Elaine wondered what made her son sleep so unusually late this morning, but would not allow him to be disturbed. Between four and five she went to his room and knocked lightly. As she received no reply she opened the door, and saw Paul throwing clothes and books into his trunk.

"Are you going away, my son?"

He turned hastily, hesitated an instant, then tenderly embraced her. She supposed he was going to spend a day or so with Odette, and the thought filled her with sorrow and indignation; but she must conceal her feelings, so she said:

"Is it a pleasant day?"

He, too, had his terrible secret. If the room had been lighter she would have read it in his blood-shot eyes, in his drawn features, and his livid pallor. But she saw nothing of it.

"Very pleasant, mother."

A long silence. Both hesitating and embarrassed; neither daring to glance at the other. Elaine saw his reflection in the mirror and started at his paleness. Could he have any suspicions? Did he know of his wife's dishonor? How could she find out? Turning to the window, she said, "Why, here is a carriage at the door. How tiresome; some one has come to call, and I'm not dressed. But, no; it is Grenoble, and there is Claude."

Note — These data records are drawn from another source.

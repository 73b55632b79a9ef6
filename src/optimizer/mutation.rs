use crate::alphabet::Alphabet;
use crate::permutation::Permutation;
use fastrand::Rng;

/// Produces a neighbouring key. Implementations must leave `current` alone
/// and draw randomness only from `rng`.
pub trait Proposer: Send + Sync {
    fn propose(&self, current: &Permutation, alphabet: &Alphabet, rng: &mut Rng) -> Permutation;
}

/// Random transposition of two alphabet entries.
#[derive(Debug, Clone, Copy, Default)]
pub struct SwapProposer;

impl Proposer for SwapProposer {
    #[inline(always)]
    fn propose(&self, current: &Permutation, alphabet: &Alphabet, rng: &mut Rng) -> Permutation {
        propose(current, alphabet, rng)
    }
}

/// Picks two distinct positions of `alphabet` and swaps their images.
///
/// An alphabet with fewer than two characters has no neighbours; the input is
/// returned as a copy.
pub fn propose(permutation: &Permutation, alphabet: &Alphabet, rng: &mut Rng) -> Permutation {
    let (i, j) = match pick_pair(alphabet.len(), rng) {
        Some(pair) => pair,
        None => return permutation.clone(),
    };
    permutation.swapped(alphabet.char_at(i), alphabet.char_at(j))
}

#[inline(always)]
fn pick_pair(len: usize, rng: &mut Rng) -> Option<(usize, usize)> {
    if len < 2 {
        return None;
    }
    let i = rng.usize(0..len);
    let mut j = rng.usize(0..len);
    while i == j {
        j = rng.usize(0..len);
    }
    Some((i, j))
}
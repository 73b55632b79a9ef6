pub mod scramble;
pub mod solve;
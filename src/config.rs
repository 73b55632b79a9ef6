use crate::alphabet::AlphabetPreset;
use crate::error::{DcResult, DecipherError};
use crate::optimizer::runner::validate_sampler;
use crate::optimizer::SamplerParams;
use clap::{parser::ValueSource, ArgMatches, Args};
use serde::{Deserialize, Serialize};
use std::fs;
use std::path::Path;

#[derive(Args, Debug, Clone, Serialize, Deserialize, Default, PartialEq)]
#[serde(default)]
pub struct Config {
    #[command(flatten)]
    pub search: SearchParams,
    #[command(flatten)]
    pub alphabet: AlphabetParams,
}

#[derive(Args, Debug, Clone, Serialize, Deserialize, PartialEq)]
#[serde(default)]
pub struct SearchParams {
    /// Iterations per chain
    #[arg(short = 'e', long = "iters", default_value_t = 500_000)]
    pub iterations: usize,
    /// Report progress every N iterations
    #[arg(short = 'p', long, default_value_t = 10_000)]
    pub print_every: usize,
    #[arg(long, default_value_t = 1.0)]
    pub temp_initial: f64,
    #[arg(long, default_value_t = 0.001)]
    pub temp_final: f64,
    /// Parallel chains (defaults to available cores)
    #[arg(long)]
    pub chains: Option<usize>,
    #[arg(short = 'S', long)]
    pub seed: Option<u64>,
}

impl Default for SearchParams {
    fn default() -> Self {
        Self {
            iterations: 500_000,
            print_every: 10_000,
            temp_initial: 1.0,
            temp_final: 0.001,
            chains: None,
            seed: None,
        }
    }
}

#[derive(Args, Debug, Clone, Serialize, Deserialize, Default, PartialEq)]
#[serde(default)]
pub struct AlphabetParams {
    /// Characters the search may shuffle: latin, lowercase or training
    #[arg(long = "alphabet", default_value = "latin")]
    pub perturb: AlphabetPreset,
}

impl SearchParams {
    pub fn sampler(&self) -> SamplerParams {
        SamplerParams {
            iterations: self.iterations,
            print_every: self.print_every,
            initial_temp: self.temp_initial,
            final_temp: self.temp_final,
        }
    }

    pub fn validate(&self) -> DcResult<()> {
        if self.chains == Some(0) {
            return Err(DecipherError::Config(
                "Chain count must be at least 1".to_string(),
            ));
        }
        validate_sampler(&self.sampler())
    }
}

impl Config {
    pub fn load_from_file<P: AsRef<Path>>(path: P) -> DcResult<Self> {
        let content = fs::read_to_string(path)?;
        Ok(serde_json::from_str(&content)?)
    }

    /// Copies every value the user typed on the command line over `self`,
    /// leaving file-provided values for anything left at its default.
    pub fn merge_from_cli(&mut self, cli: &Config, matches: &ArgMatches) {
        macro_rules! update_if_present {
            ($section:ident . $field:ident) => {
                if matches.value_source(stringify!($field)) == Some(ValueSource::CommandLine) {
                    self.$section.$field = cli.$section.$field.clone();
                }
            };
        }

        update_if_present!(search.iterations);
        update_if_present!(search.print_every);
        update_if_present!(search.temp_initial);
        update_if_present!(search.temp_final);
        update_if_present!(search.chains);
        update_if_present!(search.seed);
        update_if_present!(alphabet.perturb);
    }
}
use comfy_table::presets::ASCII_FULL;
use comfy_table::{Attribute, Cell, CellAlignment, Color, ContentArrangement, Table};
use decipher::optimizer::ChainSummary;
use decipher::permutation::Permutation;

const KEY_COLUMNS: usize = 13;

pub fn print_chain_summary(chains: &[ChainSummary], best_chain: usize) {
    let mut table = Table::new();
    table
        .load_preset(ASCII_FULL)
        .set_content_arrangement(ContentArrangement::Dynamic);

    table.set_header(vec![
        Cell::new("Chain").add_attribute(Attribute::Bold),
        Cell::new("Log Prob").fg(Color::Cyan),
        Cell::new("Accepted"),
        Cell::new("Rate"),
    ]);

    for i in 1..=3 {
        if let Some(col) = table.column_mut(i) {
            col.set_cell_alignment(CellAlignment::Right);
        }
    }

    for c in chains {
        let mut name = Cell::new(format!("#{}", c.chain + 1));
        if c.chain == best_chain {
            name = name.fg(Color::Green).add_attribute(Attribute::Bold);
        }
        table.add_row(vec![
            name,
            Cell::new(format!("{:.2}", c.log_prob)).fg(Color::Cyan),
            Cell::new(c.accepted),
            Cell::new(format!("{:.2}%", c.acceptance_rate * 100.0)),
        ]);
    }
    println!("\n{}", table);
}

/// Cipher characters on one row, their plaintext images below.
pub fn print_key_table(key: &Permutation) {
    let pairs: Vec<(char, char)> = key.iter().filter(|(from, to)| from != to).collect();
    if pairs.is_empty() {
        println!("\nKey: identity");
        return;
    }

    let mut table = Table::new();
    table.load_preset(ASCII_FULL);

    for chunk in pairs.chunks(KEY_COLUMNS) {
        let row = |pick: fn(&(char, char)) -> char| -> Vec<Cell> {
            chunk
                .iter()
                .map(|p| Cell::new(printable(pick(p))).set_alignment(CellAlignment::Center))
                .collect()
        };
        table.add_row(row(|p| p.0));
        table.add_row(row(|p| p.1).into_iter().map(|c| c.fg(Color::Green)));
    }
    println!("\nKey (cipher -> plain):\n{}", table);
}

pub fn print_plaintext(log_prob: f64, plaintext: &str) {
    let rule = "*".repeat(80);
    println!("\n{}\n", rule);
    println!("Best log probability: {:.4}\n", log_prob);
    println!("{}\n", plaintext);
    println!("{}", rule);
}

fn printable(c: char) -> String {
    match c {
        ' ' => "␣".to_string(),
        _ => c.to_string(),
    }
}
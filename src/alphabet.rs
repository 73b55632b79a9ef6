use serde::{Deserialize, Serialize};
use std::collections::HashMap;
use strum_macros::{Display, EnumIter, EnumString};

/// An ordered set of distinct characters plus the dense index of each one.
///
/// Order is first-seen order when built from text, so two alphabets built from
/// the same text always agree on indices.
#[derive(Debug, Clone, PartialEq, Eq, Default)]
pub struct Alphabet {
    chars: Vec<char>,
    index: HashMap<char, usize>,
}

impl Alphabet {
    /// Collects the distinct characters of `text` in first-seen order.
    pub fn from_text(text: &str) -> Self {
        Self::from_chars(text.chars())
    }

    /// Builds an alphabet from a character sequence; repeats are dropped.
    pub fn from_chars<I: IntoIterator<Item = char>>(chars: I) -> Self {
        let mut alphabet = Self::default();
        for c in chars {
            if !alphabet.index.contains_key(&c) {
                alphabet.index.insert(c, alphabet.chars.len());
                alphabet.chars.push(c);
            }
        }
        alphabet
    }

    /// `a..=z` followed by `A..=Z`.
    pub fn latin() -> Self {
        Self::from_chars(('a'..='z').chain('A'..='Z'))
    }

    pub fn lowercase() -> Self {
        Self::from_chars('a'..='z')
    }

    #[inline(always)]
    pub fn index_of(&self, c: char) -> Option<usize> {
        self.index.get(&c).copied()
    }

    #[inline(always)]
    pub fn char_at(&self, idx: usize) -> char {
        self.chars[idx]
    }

    pub fn contains(&self, c: char) -> bool {
        self.index.contains_key(&c)
    }

    pub fn chars(&self) -> &[char] {
        &self.chars
    }

    pub fn len(&self) -> usize {
        self.chars.len()
    }

    pub fn is_empty(&self) -> bool {
        self.chars.is_empty()
    }
}

/// Which characters the sampler is allowed to shuffle.
#[derive(
    Debug, Clone, Copy, Default, EnumIter, EnumString, Display, PartialEq, Eq, Serialize, Deserialize,
)]
#[strum(serialize_all = "snake_case")]
#[serde(rename_all = "snake_case")]
pub enum AlphabetPreset {
    /// Upper and lower case Latin letters.
    #[default]
    Latin,
    Lowercase,
    /// Whatever the training text contains.
    Training,
}

impl AlphabetPreset {
    pub fn resolve(&self, training: &Alphabet) -> Alphabet {
        match self {
            Self::Latin => Alphabet::latin(),
            Self::Lowercase => Alphabet::lowercase(),
            Self::Training => training.clone(),
        }
    }
}
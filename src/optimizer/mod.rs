pub mod mutation;
pub mod runner;

pub use self::mutation::{propose, Proposer, SwapProposer};
pub use self::runner::{
    chain_rng, run_best_of_n_chains, ChainSummary, OptimizationOptions, OptimizationResult,
    Optimizer,
};

use crate::alphabet::Alphabet;
use crate::permutation::Permutation;
use crate::scorer::Scorer;
use fastrand::Rng;
use serde::{Deserialize, Serialize};
use tracing::info;

/// Number of ciphertext characters decoded for progress previews.
pub const PREVIEW_CHARS: usize = 70;

/// Knobs of a single annealed chain.
#[derive(Debug, Clone, Copy, PartialEq, Serialize, Deserialize)]
pub struct SamplerParams {
    pub iterations: usize,
    pub print_every: usize,
    pub initial_temp: f64,
    pub final_temp: f64,
}

impl Default for SamplerParams {
    fn default() -> Self {
        Self {
            iterations: 500_000,
            print_every: 10_000,
            initial_temp: 1.0,
            final_temp: 0.001,
        }
    }
}

impl SamplerParams {
    /// Per-iteration multiplier taking `initial_temp` to `final_temp` over the
    /// run. Runs of one step or fewer have no schedule and stay at `initial_temp`.
    pub fn cooling_factor(&self) -> f64 {
        if self.iterations <= 1 {
            return 1.0;
        }
        (self.final_temp / self.initial_temp).powf(1.0 / (self.iterations - 1) as f64)
    }
}

/// Snapshot handed to observers at each report interval.
#[derive(Debug, Clone)]
pub struct ProgressEvent<'a> {
    pub chain: usize,
    pub iteration: usize,
    pub temperature: f64,
    pub log_prob: f64,
    pub preview: &'a str,
}

/// Side channel for progress. Called from chain threads; every call is one
/// complete event.
pub trait ChainObserver: Send + Sync {
    fn on_progress(&self, event: &ProgressEvent<'_>);

    /// When false the chain skips building previews altogether.
    fn enabled(&self) -> bool {
        true
    }
}

#[derive(Debug, Clone, Copy, Default)]
pub struct NoopObserver;

impl ChainObserver for NoopObserver {
    fn on_progress(&self, _event: &ProgressEvent<'_>) {}

    fn enabled(&self) -> bool {
        false
    }
}

/// Logs each event through `tracing`.
#[derive(Debug, Clone, Copy, Default)]
pub struct TracingObserver;

impl ChainObserver for TracingObserver {
    fn on_progress(&self, e: &ProgressEvent<'_>) {
        info!(
            "Chain {:2} | Iter {:7} | Temp {:.5} | LogP {:.2} | {}...",
            e.chain + 1,
            e.iteration,
            e.temperature,
            e.log_prob,
            e.preview
        );
    }
}

/// One Metropolis-Hastings chain with a geometric cooling schedule.
///
/// Owns its key, score, temperature and random source; nothing here is shared
/// with other chains.
pub struct Chain {
    pub id: usize,
    pub permutation: Permutation,
    pub log_prob: f64,
    pub temperature: f64,
    pub cooling: f64,
    pub iteration: usize,
    pub accepted: usize,
    pub params: SamplerParams,
    pub rng: Rng,
}

impl Chain {
    pub fn new<S: Scorer + ?Sized>(
        id: usize,
        initial: Permutation,
        scorer: &S,
        context: &str,
        params: SamplerParams,
        rng: Rng,
    ) -> Self {
        let log_prob = scorer.log_density(context, &initial);
        Self {
            id,
            permutation: initial,
            log_prob,
            temperature: params.initial_temp,
            cooling: params.cooling_factor(),
            iteration: 0,
            accepted: 0,
            params,
            rng,
        }
    }

    pub fn is_finished(&self) -> bool {
        self.iteration >= self.params.iterations
    }

    /// Proposes, scores, accepts or rejects, then cools. Returns whether the
    /// proposal was accepted.
    #[inline(always)]
    pub fn step<P, S>(&mut self, proposer: &P, scorer: &S, alphabet: &Alphabet, context: &str) -> bool
    where
        P: Proposer + ?Sized,
        S: Scorer + ?Sized,
    {
        let proposed = proposer.propose(&self.permutation, alphabet, &mut self.rng);
        let proposed_log_prob = scorer.log_density(context, &proposed);

        let u = open_unit(&mut self.rng);
        let accept = (proposed_log_prob - self.log_prob) / self.temperature > u.ln();
        if accept {
            self.permutation = proposed;
            self.log_prob = proposed_log_prob;
            self.accepted += 1;
        }
        accept
    }

    /// Runs the full iteration budget. There is no early exit.
    pub fn run<P, S, O>(&mut self, proposer: &P, scorer: &S, alphabet: &Alphabet, context: &str, observer: &O)
    where
        P: Proposer + ?Sized,
        S: Scorer + ?Sized,
        O: ChainObserver + ?Sized,
    {
        let report = observer.enabled() && self.params.print_every > 0;
        let head: String = if report {
            context.chars().take(PREVIEW_CHARS).collect()
        } else {
            String::new()
        };

        while !self.is_finished() {
            self.step(proposer, scorer, alphabet, context);

            if report && self.iteration % self.params.print_every == 0 {
                let preview = self.permutation.apply(&head);
                observer.on_progress(&ProgressEvent {
                    chain: self.id,
                    iteration: self.iteration,
                    temperature: self.temperature,
                    log_prob: self.log_prob,
                    preview: &preview,
                });
            }

            self.temperature *= self.cooling;
            self.iteration += 1;
        }
    }

    pub fn acceptance_rate(&self) -> f64 {
        if self.iteration == 0 {
            0.0
        } else {
            self.accepted as f64 / self.iteration as f64
        }
    }
}

/// Uniform draw from (0, 1); `ln` of it is always finite.
#[inline(always)]
fn open_unit(rng: &mut Rng) -> f64 {
    loop {
        let u = rng.f64();
        if u > 0.0 {
            return u;
        }
    }
}

/// Runs one chain from `initial` and returns its final key.
#[allow(clippy::too_many_arguments)]
pub fn run_chain<P, S, O>(
    initial: Permutation,
    proposer: &P,
    scorer: &S,
    alphabet: &Alphabet,
    context: &str,
    params: SamplerParams,
    rng: Rng,
    observer: &O,
) -> Permutation
where
    P: Proposer + ?Sized,
    S: Scorer + ?Sized,
    O: ChainObserver + ?Sized,
{
    let mut chain = Chain::new(0, initial, scorer, context, params, rng);
    chain.run(proposer, scorer, alphabet, context, observer);
    chain.permutation
}
use thiserror::Error;

#[derive(Error, Debug)]
pub enum DecipherError {
    #[error("IO Error: {0}")]
    Io(#[from] std::io::Error),

    #[error("CSV Parsing Error: {0}")]
    Csv(#[from] csv::Error),

    #[error("JSON Parsing Error: {0}")]
    Json(#[from] serde_json::Error),

    #[error("Configuration Error: {0}")]
    Config(String),

    #[error("Data Validation Error: {0}")]
    Validation(String),
}

pub type DcResult<T> = Result<T, DecipherError>;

"He?" cried Paul, angrily.

Elaine turned around. She said,

"You know all."

Without replying, he buried his head in his hands. Elaine went to him, put her arms around him, and drew his head to her bosom.

"My poor child, how you must suffer."

"Oh, mother!" and he wept like a little child. She kissed him, caressed him, as if he were again the little son of so many years ago. A son never seems a man in his mother's eyes, and when he is in trouble, she takes him again to her heart, as she did in his childhood.

She whispered:

"And have you found it out? And did you try to conceal it from me to save my happiness, as I have kept it from you to save yours, my brave Paul?"

In the midst of her bitter anguish, she still felt a glow of pride at this proof of her son's noble character. They seemed drawn still closer together by their mutual suffering—their mutual sacrifice.

Grieving over his sorrow, she forgot her own. He was so young. He had barely raised the cup of life and happiness to his lips, when it was dashed from his hand. So young, so brave, so noble!

Finally, she raised her head:

"We must weep no longer, Paul. Every crime must have its punishment. Do your duty. Those two criminals deserve no mercy. They have dishonored the mother and the son. You know where to find them. Do your duty—my revenge and yours!"

She raised her hand and pointed to the door, beautiful as Truth, implacable as Destiny!